You can read our entire vision here.
The report was handed over today by Wiebe Draijer, Chairperson of the Executive Board, to Minister for Agriculture Dijksma in Rabobank’s “One Belt, One Road” conference in Shanghai. This unique conference took place during the State Visit of King Willem-Alexander and Queen Maxima to China and was attended by more than 300 participants from Dutch, Chinese and international business, research and government.
“China’s demand for fresh, safe and high-quality food is outstripping its capacity to produce and deliver domestically. Europe is able to address this need,” says Paul Bosch, F&A Supply Chains Analyst at Rabobank. “However, the growth in consumption of perishable food in China will only continue if supply chains deliver on quality and safety. To a large extent this depends on the proper cooling of products during storage handling and transport.”

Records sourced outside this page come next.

//! k-means clustering of training descriptors into visual words.
//!
//! Both variants use k-means++ initialization. Unless a seed is configured,
//! initialization (and mini-batch selection) is random, so two trainings on
//! the same samples can produce different vocabularies.

use rand::{rngs::StdRng, seq::index, Rng, SeedableRng};
use tracing::debug;

use crate::*;

/// Anything that can learn a vocabulary of `k` words from training samples.
///
/// Quantization against the result is provided by the [`Quantizer`] impl of
/// [`Vocabulary`], so any algorithm satisfying this contract is substitutable.
pub trait Clusterer {
    fn train(&mut self, samples: &DescriptorSet, k: usize) -> BowResult<Vocabulary>;
}

/// Full-batch (Lloyd) k-means. Iterates until assignments stop changing or
/// the iteration budget is spent.
#[derive(Debug, Clone)]
pub struct KMeans {
    max_iterations: usize,
    seed: Option<u64>,
}

impl KMeans {
    pub fn new(max_iterations: usize) -> Self {
        Self {
            max_iterations,
            seed: None,
        }
    }

    pub fn from_config(config: &Config) -> Self {
        Self {
            max_iterations: config.max_iterations,
            seed: config.seed,
        }
    }

    /// Configure a deterministic seed for k-means++ initialization.
    #[must_use]
    pub fn with_seed(mut self, seed: u64) -> Self {
        self.seed = Some(seed);
        self
    }
}

impl Clusterer for KMeans {
    fn train(&mut self, samples: &DescriptorSet, k: usize) -> BowResult<Vocabulary> {
        check_training(samples, k)?;
        let dim = samples.dim();
        let rows = samples.as_flat();
        let mut rng = rng_from(self.seed);

        let mut centers = kmeans_plus_plus(&mut rng, rows, dim, k);
        let mut groups = assign(&centers, dim, rows);

        for iteration in 0..self.max_iterations {
            centers = update_centers(&centers, dim, rows, &groups, k);
            let new_groups = assign(&centers, dim, rows);
            let changed = groups.iter().zip(&new_groups).filter(|(a, b)| a != b).count();
            debug!(iteration, changed, "k-means step");
            groups = new_groups;
            if changed == 0 {
                break; // converged
            }
        }

        Ok(Vocabulary::from_centers(dim, centers)?.with_cluster_sizes(cluster_sizes(&groups, k)))
    }
}

/// Mini-batch k-means. Each step moves the centers toward a random batch of
/// samples with a per-center learning rate of `1 / count`.
#[derive(Debug, Clone)]
pub struct MiniBatchKMeans {
    batch_size: usize,
    max_iterations: usize,
    tolerance: f32,
    seed: Option<u64>,
}

impl MiniBatchKMeans {
    pub fn new(batch_size: usize, max_iterations: usize) -> Self {
        Self {
            batch_size: batch_size.max(1),
            max_iterations,
            tolerance: 1e-4,
            seed: None,
        }
    }

    pub fn from_config(config: &Config) -> Self {
        Self {
            batch_size: config.batch_size.max(1),
            max_iterations: config.max_iterations,
            tolerance: config.tolerance,
            seed: config.seed,
        }
    }

    #[must_use]
    pub fn with_seed(mut self, seed: u64) -> Self {
        self.seed = Some(seed);
        self
    }

    /// Stop once no center moves by more than `tolerance` (squared distance) in a step.
    #[must_use]
    pub fn with_tolerance(mut self, tolerance: f32) -> Self {
        self.tolerance = tolerance;
        self
    }
}

impl Clusterer for MiniBatchKMeans {
    fn train(&mut self, samples: &DescriptorSet, k: usize) -> BowResult<Vocabulary> {
        check_training(samples, k)?;
        let dim = samples.dim();
        let rows = samples.as_flat();
        let n = samples.len();
        let mut rng = rng_from(self.seed);

        // k-means++ runs over a subsample of at most 3 batches
        let init_size = (3 * self.batch_size).max(3 * k).min(n);
        let init_rows = gather(rows, dim, index::sample(&mut rng, n, init_size).into_iter());
        let mut centers = kmeans_plus_plus(&mut rng, &init_rows, dim, k);
        let mut counts = vec![0usize; k];

        let batch_size = self.batch_size.min(n);
        for iteration in 0..self.max_iterations {
            let batch = gather(rows, dim, index::sample(&mut rng, n, batch_size).into_iter());
            let labels = assign(&centers, dim, &batch);
            let previous = centers.clone();

            for (x, &label) in batch.chunks_exact(dim).zip(&labels) {
                counts[label] += 1;
                let eta = 1. / counts[label] as f32;
                let center = &mut centers[label * dim..(label + 1) * dim];
                for (c, v) in center.iter_mut().zip(x) {
                    *c += eta * (v - *c);
                }
            }

            let shift = previous
                .chunks_exact(dim)
                .zip(centers.chunks_exact(dim))
                .map(|(a, b)| vector::squared_euclidean(a, b))
                .fold(0f32, f32::max);
            debug!(iteration, shift, "mini-batch k-means step");
            if shift <= self.tolerance {
                break;
            }
        }

        let groups = assign(&centers, dim, rows);
        Ok(Vocabulary::from_centers(dim, centers)?.with_cluster_sizes(cluster_sizes(&groups, k)))
    }
}

/////////////////////                Helpers                 ////////////////////////
/////////////////////////////////////////////////////////////////////////////////////

fn check_training(samples: &DescriptorSet, k: usize) -> BowResult<()> {
    if k == 0 {
        return Err(BowErr::InvalidConfig(
            "vocabulary size must be greater than 0".to_string(),
        ));
    }
    if samples.len() < k {
        return Err(BowErr::InsufficientTrainingData {
            samples: samples.len(),
            k,
        });
    }
    if !samples.as_flat().iter().all(|x| x.is_finite()) {
        return Err(BowErr::InvalidConfig(
            "training descriptors must be finite".to_string(),
        ));
    }
    Ok(())
}

fn rng_from(seed: Option<u64>) -> StdRng {
    match seed {
        Some(seed) => StdRng::seed_from_u64(seed),
        None => StdRng::from_entropy(),
    }
}

fn gather(rows: &[f32], dim: usize, idx: impl Iterator<Item = usize>) -> Vec<f32> {
    let mut out = Vec::new();
    for i in idx {
        out.extend_from_slice(&rows[i * dim..(i + 1) * dim]);
    }
    out
}

/// k-means++ initialization: every further center is drawn with probability
/// proportional to its squared distance from the nearest chosen center.
fn kmeans_plus_plus(rng: &mut StdRng, rows: &[f32], dim: usize, k: usize) -> Vec<f32> {
    let n = rows.len() / dim;
    let row = |i: usize| &rows[i * dim..(i + 1) * dim];

    let mut centers = Vec::with_capacity(k * dim);
    centers.extend_from_slice(row(rng.gen_range(0..n)));

    let mut min_dist: Vec<f32> = (0..n)
        .map(|i| vector::squared_euclidean(row(i), &centers[..dim]))
        .collect();

    for _ in 1..k {
        let total: f64 = min_dist.iter().map(|&d| d as f64).sum();
        let threshold = rng.gen::<f64>() * total;

        let mut pick = n - 1;
        let mut cumulative = 0f64;
        for (i, &d) in min_dist.iter().enumerate() {
            cumulative += d as f64;
            if cumulative >= threshold && (d > 0. || total == 0.) {
                pick = i;
                break;
            }
        }

        let chosen = row(pick);
        centers.extend_from_slice(chosen);
        for (i, d) in min_dist.iter_mut().enumerate() {
            *d = d.min(vector::squared_euclidean(row(i), chosen));
        }
    }
    centers
}

/// Nearest center for every row.
fn assign(centers: &[f32], dim: usize, rows: &[f32]) -> Vec<usize> {
    let nearest = |x: &[f32]| vector::nearest(centers, dim, x).map_or(0, |(word, _)| word);

    #[cfg(feature = "parallel")]
    {
        use rayon::prelude::*;
        rows.par_chunks_exact(dim).map(nearest).collect()
    }
    #[cfg(not(feature = "parallel"))]
    {
        rows.chunks_exact(dim).map(nearest).collect()
    }
}

/// Mean of each group. A center that lost all its members stays where it was.
fn update_centers(
    centers: &[f32],
    dim: usize,
    rows: &[f32],
    groups: &[usize],
    k: usize,
) -> Vec<f32> {
    let mut sums = vec![0f32; k * dim];
    let counts = cluster_sizes(groups, k);
    for (x, &g) in rows.chunks_exact(dim).zip(groups) {
        for (s, v) in sums[g * dim..(g + 1) * dim].iter_mut().zip(x) {
            *s += v;
        }
    }
    for (g, &count) in counts.iter().enumerate() {
        let sum = &mut sums[g * dim..(g + 1) * dim];
        if count > 0 {
            let inv = 1. / count as f32;
            sum.iter_mut().for_each(|s| *s *= inv);
        } else {
            sum.copy_from_slice(&centers[g * dim..(g + 1) * dim]);
        }
    }
    sums
}

fn cluster_sizes(groups: &[usize], k: usize) -> Vec<usize> {
    let mut sizes = vec![0; k];
    for &g in groups {
        sizes[g] += 1;
    }
    sizes
}
use bovw::{Collection, Config, DescriptorSet, Vocabulary};
use rand::{rngs::StdRng, Rng, SeedableRng};
use tracing_subscriber::EnvFilter;

/// Synthetic stand-in for SIFT output: each image draws its descriptors
/// around a few of 32 shared "part" prototypes.
fn synthetic_collection(images: usize, rng: &mut StdRng) -> Collection {
    let dim = bovw::SIFT_DIM;
    let prototypes: Vec<Vec<f32>> = (0..32)
        .map(|_| (0..dim).map(|_| rng.gen_range(0.0f32..255.0)).collect())
        .collect();

    let mut collection = Collection::new(dim);
    for i in 0..images {
        let mut set = DescriptorSet::new(dim);
        for _ in 0..rng.gen_range(50..600) {
            let p = &prototypes[rng.gen_range(0..prototypes.len())];
            let desc: Vec<f32> = p.iter().map(|v| *v + rng.gen_range(-8.0f32..8.0)).collect();
            set.push(&desc).unwrap();
        }
        collection.insert(format!("image_{i:05}.jpg"), set).unwrap();
    }
    collection
}

fn main() {
    tracing_subscriber::fmt()
        .with_env_filter(
            EnvFilter::try_from_default_env().unwrap_or_else(|_| EnvFilter::new("info")),
        )
        .init();

    let config = Config {
        vocabulary_size: 64,
        seed: Some(7),
        ..Config::load(None).unwrap()
    };

    // Generate descriptors for a synthetic collection
    let mut rng = StdRng::seed_from_u64(7);
    let collection = synthetic_collection(40, &mut rng);
    let total: usize = collection.sets().map(|s| s.len()).sum();
    println!("Generated {} descriptors over {} images.", total, collection.len());

    // Create vocabulary from features
    let voc = Vocabulary::create(collection.sets(), &config).unwrap();
    println!("\nVocabulary = {:#?}", voc);

    // Save vocab and load it again just for fun
    let dir = std::env::temp_dir().join("bovw-demo");
    std::fs::create_dir_all(&dir).unwrap();
    voc.save(dir.join("demo.voc")).unwrap();
    collection.save(dir.join("descriptors.bin")).unwrap();
    let loaded_voc = Vocabulary::load(dir.join("demo.voc")).unwrap();

    // Make sure save & load worked
    assert_eq!(voc, loaded_voc);
    println!("Saved vocabulary and descriptors to {:?}", dir);
}
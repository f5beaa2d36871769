//! 數據來源錯誤定義

use thiserror::Error;

/// 數據來源錯誤類型
#[derive(Error, Debug)]
pub enum ProviderError {
    #[error("請求失敗: {0}")]
    Request(#[from] reqwest::Error),

    #[error("{ticker} 回應 HTTP 狀態 {status}")]
    Http { ticker: String, status: u16 },

    #[error("{ticker} API 錯誤 [{code}]: {description}")]
    Api {
        ticker: String,
        code: String,
        description: String,
    },

    #[error("{ticker} 回應格式錯誤: {reason}")]
    Malformed { ticker: String, reason: String },
}

impl ProviderError {
    pub fn malformed(ticker: &str, reason: impl Into<String>) -> Self {
        ProviderError::Malformed {
            ticker: ticker.to_string(),
            reason: reason.into(),
        }
    }
}

/// 數據來源結果類型
pub type ProviderResult<T> = Result<T, ProviderError>;
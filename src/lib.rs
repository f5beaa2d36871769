// 模組定義
pub mod config;
pub mod data_provider;
pub mod domain_types;
pub mod output;
pub mod pipeline;
pub mod returns;
pub mod utils;
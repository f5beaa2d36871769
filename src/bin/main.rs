use anyhow::{anyhow, Context, Result};
use clap::{Parser, Subcommand};
use portfolio_returns::config::{self, ApplicationConfig, LogConfig};
use portfolio_returns::data_provider::YahooFinanceProvider;
use portfolio_returns::domain_types::{Period, PortfolioWeight};
use portfolio_returns::output::{ArtifactWriter, RunReceipt};
use portfolio_returns::pipeline::ReturnsPipeline;
use tracing::{info, Level};
use tracing_appender::non_blocking::WorkerGuard;
use tracing_subscriber::fmt::writer::BoxMakeWriter;
use tracing_subscriber::{EnvFilter, FmtSubscriber};

#[derive(Parser)]
#[command(name = "portfolio_returns", about = "股票與投資組合日報酬率計算工具")]
struct Cli {
    /// 輸出目錄（覆寫配置中的 output.directory）
    #[arg(long, global = true)]
    output_dir: Option<String>,

    #[command(subcommand)]
    command: Commands,
}

#[derive(Subcommand)]
enum Commands {
    /// 單一商品：報酬率、損益表、資產負債表與基準指數
    Single {
        /// 股票代碼，例如 AAPL
        #[arg(long)]
        ticker: String,

        /// 回溯區間，例如 1y、6mo、max
        #[arg(long)]
        period: Period,
    },

    /// 投資組合：加權報酬率與基準指數
    Portfolio {
        /// 以 / 分隔的股票代碼，例如 AAPL/MSFT
        #[arg(long)]
        tickers: String,

        /// 以 / 分隔的權重，小數點可用 , 或 .，例如 0,6/0.4
        #[arg(long, allow_hyphen_values = true)]
        weights: String,

        /// 回溯區間，例如 1y、6mo、max
        #[arg(long)]
        period: Period,
    },
}

#[tokio::main(flavor = "current_thread")]
async fn main() -> Result<()> {
    // 解析命令行參數
    let cli = Cli::parse();

    // 初始化配置
    let mut app_config = config::init_config().context("無法加載應用程序配置")?;
    if let Some(dir) = cli.output_dir {
        app_config.output = app_config.output.with_directory(dir);
    }

    // 初始化日誌系統，guard 需存活至程式結束
    let _log_guard = init_logging(&app_config.log)?;

    run(cli.command, app_config).await
}

async fn run(command: Commands, app_config: ApplicationConfig) -> Result<()> {
    let provider = YahooFinanceProvider::new(&app_config.provider).context("無法建立數據來源客戶端")?;
    let pipeline = ReturnsPipeline::new(
        provider,
        app_config.benchmark.symbol.as_str(),
        app_config.portfolio.alignment,
    );
    let writer = ArtifactWriter::new(app_config.output.clone()).context("無法建立輸出目錄")?;

    match command {
        Commands::Single { ticker, period } => {
            let report = pipeline
                .run_single(&ticker, &period)
                .await
                .with_context(|| format!("{} 流程失敗", ticker))?;
            let written = report.write_to(&writer).context("寫入輸出檔案失敗")?;
            writer
                .write_receipt(&RunReceipt::Single { ticker })
                .context("寫入執行紀錄失敗")?;
            info!("單一商品流程完成，共寫入 {} 個檔案", written.len() + 1);
        }
        Commands::Portfolio {
            tickers,
            weights,
            period,
        } => {
            let basket = PortfolioWeight::parse_basket(&tickers, &weights).context("無法解析投資組合輸入")?;
            writer
                .write_receipt(&RunReceipt::Portfolio {
                    period: period.clone(),
                    tickers,
                    weights,
                })
                .context("寫入執行紀錄失敗")?;

            let report = pipeline
                .run_portfolio(&basket, &period)
                .await
                .context("投資組合流程失敗")?;
            let written = report.write_to(&writer).context("寫入輸出檔案失敗")?;
            info!("投資組合流程完成，共寫入 {} 個檔案", written.len() + 1);
        }
    }

    Ok(())
}

// 初始化日誌系統
fn init_logging(log_config: &LogConfig) -> Result<Option<WorkerGuard>> {
    let level = match log_config.level.to_lowercase().as_str() {
        "trace" => Level::TRACE,
        "debug" => Level::DEBUG,
        "info" => Level::INFO,
        "warn" => Level::WARN,
        "error" => Level::ERROR,
        _ => Level::INFO, // 默認為INFO
    };

    // RUST_LOG 優先於配置檔的級別
    let filter = EnvFilter::try_from_default_env().unwrap_or_else(|_| EnvFilter::new(level.as_str()));

    let (writer, guard) = match &log_config.directory {
        Some(dir) => {
            let appender = tracing_appender::rolling::daily(dir, "portfolio_returns.log");
            let (non_blocking, guard) = tracing_appender::non_blocking(appender);
            (BoxMakeWriter::new(non_blocking), Some(guard))
        }
        None => (BoxMakeWriter::new(std::io::stderr), None),
    };

    let builder = FmtSubscriber::builder()
        .with_env_filter(filter)
        .with_ansi(log_config.directory.is_none())
        .with_writer(writer);

    let result = match log_config.format.to_lowercase().as_str() {
        "compact" => tracing::subscriber::set_global_default(builder.compact().finish()),
        _ => tracing::subscriber::set_global_default(builder.pretty().finish()),
    };
    result.map_err(|e| anyhow!("設置日誌系統失敗: {}", e))?;

    info!("日誌系統初始化完成");
    Ok(guard)
}
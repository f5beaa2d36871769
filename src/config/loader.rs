use config::{Config, ConfigError, Environment as ConfigEnvironment, File};
use std::env;
use std::path::{Path, PathBuf};

/// 選擇環境的環境變數
pub const ENV_VAR: &str = "PORTFOLIO_RETURNS_ENV";

/// 環境變數覆寫的前綴，例如 `PORTFOLIO_RETURNS__OUTPUT__DIRECTORY`
pub const ENV_PREFIX: &str = "PORTFOLIO_RETURNS";

/// 環境類型枚舉
#[derive(Debug, Clone, Copy, PartialEq, Eq)]
pub enum Environment {
    Development,
    Production,
}

impl Environment {
    /// 從環境變數取得當前環境設定
    pub fn from_env() -> Self {
        match env::var(ENV_VAR)
            .unwrap_or_else(|_| "development".into())
            .to_lowercase()
            .as_str()
        {
            "production" => Environment::Production,
            _ => Environment::Development,
        }
    }

    /// 轉換為配置文件名
    pub fn as_filename(&self) -> &'static str {
        match self {
            Environment::Development => "development.toml",
            Environment::Production => "production.toml",
        }
    }
}

/// 配置加載器，負責根據環境加載適當的配置
pub struct ConfigLoader;

impl ConfigLoader {
    /// 配置目錄，可由 `CONFIG_DIR` 覆寫
    pub fn config_dir() -> PathBuf {
        PathBuf::from(env::var("CONFIG_DIR").unwrap_or_else(|_| "config".into()))
    }

    /// 從指定目錄載入環境配置
    pub fn load_from(config_dir: &Path, env: Environment) -> Result<Config, ConfigError> {
        let config_path = config_dir.join(env.as_filename());

        Config::builder()
            // 加載環境特定配置
            .add_source(File::from(config_path))
            // 從環境變數加載配置（優先級高於文件配置）
            .add_source(
                ConfigEnvironment::with_prefix(ENV_PREFIX)
                    .prefix_separator("__")
                    .separator("__")
                    .try_parsing(true),
            )
            .build()
    }
}
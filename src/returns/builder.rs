//! 單一商品報酬率序列建構

use std::collections::BTreeMap;
use tracing::debug;

use crate::domain_types::{RawObservation, ReturnObservation, ReturnSeries};

/// 簡單報酬率 `curr / prev - 1`
///
/// 前一日收盤價為 0 時依浮點規則得到 inf 或 NaN。
#[inline]
pub fn simple_return(prev_close: f64, curr_close: f64) -> f64 {
    curr_close / prev_close - 1.0
}

/// 報酬率序列建構器
///
/// 輸入須已依日期遞增排列，此處不重新排序。第一筆沒有前一日收盤價，
/// 因此 N 筆輸入產生 N-1 筆輸出；空輸入得到空序列。
/// 重複日期以較後的一筆覆蓋。
pub struct ReturnSeriesBuilder;

impl ReturnSeriesBuilder {
    pub fn build(raw: &[RawObservation]) -> ReturnSeries {
        let mut index = BTreeMap::new();

        for pair in raw.windows(2) {
            let (prev, curr) = (&pair[0], &pair[1]);
            let observation = ReturnObservation::from_raw(curr, simple_return(prev.close, curr.close));
            index.insert(curr.date, observation);
        }

        let series = ReturnSeries::from_indexed(index);
        debug!("建構報酬率序列: 輸入 {} 筆，輸出 {} 筆", raw.len(), series.len());
        series
    }
}
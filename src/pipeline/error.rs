use thiserror::Error;

use crate::data_provider::ProviderError;
use crate::output::OutputError;
use crate::returns::PortfolioError;

/// 報酬率流程錯誤類型
#[derive(Error, Debug)]
pub enum PipelineError {
    #[error("數據來源錯誤: {0}")]
    Provider(#[from] ProviderError),

    #[error("投資組合彙總錯誤: {0}")]
    Portfolio(#[from] PortfolioError),

    #[error("輸出錯誤: {0}")]
    Output(#[from] OutputError),
}

/// 報酬率流程結果類型
pub type PipelineResult<T> = Result<T, PipelineError>;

"The ‘New Silk Road’ provides tremendous opportunities for Sino Dutch agricultural trade”, says Wiebe Draijer. The role of Rabobank is to connect the relevant people across the ‘new silk road’ journey by providing access to knowledge, our networks and financing. With 20% of the world population, but only 10% of its arable land and 6% of its water, China faces enormous,challenges on food security and safety. That’s why Rabobank has to be here!"
Increasing consumption in China is being driven by continued economic growth and urbanisation. China’s economy is expected to grow by 6-7% annually in the coming years, pushing a further 38 million households into the upper middle class. Fresh or perishable food is increasingly reaching Chinese consumers through modern distribution channels, including supermarkets, hypermarkets and online. Food safety is one of the driving forces pushing shoppers away from traditional wet markets and it is expected to remain one of the biggest concerns for the Chinese population.
The demand for fresh safe food, bought through convenient modern channels is driving the country’s investment in cold chain infrastructure. Over the past five years, storage capacity has grown from 12 million cubic meters in 2007 to roughly 100 million cubic meters in 2015.
However, China’s cold chain sector is still lagging and needs to improve in terms of both quality and capacity. The associated investments are huge: an estimated USD 85 billion is needed in the next ten years. The country’s cold chain sector will be able to improve once cold chain companies start adapting their business models into higher-value strategies in response to the higher service needs of their clients.
The benefits to China of an improved cold chain sector can hardly be overestimated. The presence of a high-level cold chain sector would:
- reduce the waste of perishables by 14%: a worth of USD 7.5 billion
- create a 10% reduction in food prices and hunger: Rural income would also increase as farmers transport their crops in refrigerated trucks.
- reduce healthcare costs: improved cold chains would reduce the 90 million annually recorded cases of food-borne diseases
- 10-20% reduction of emissions: modern, energy efficient technologies and new refrigerants can reduce emissions of both vehicles and warehouses by 10-20%.
The ‘New Silk Road’ can be a strong driver of improvements to the cold chain industry, as it brings Chinese cold chain providers in contact with high-standard products. The reduced transportation time has several advantages for exporters with respect to product quality, pricing, and distribution options. Once matured, the ‘New Silk Road’ has the capability to stabilise China’s food system by enhancing international trade and reducing the vulnerability to regional events, such as crop disease and extreme weather. In time, it also has the potential to enhance competition, changing the competitive positions of current trading partners like the US, Brazil and Australia, as well as improving the price stability of the food system.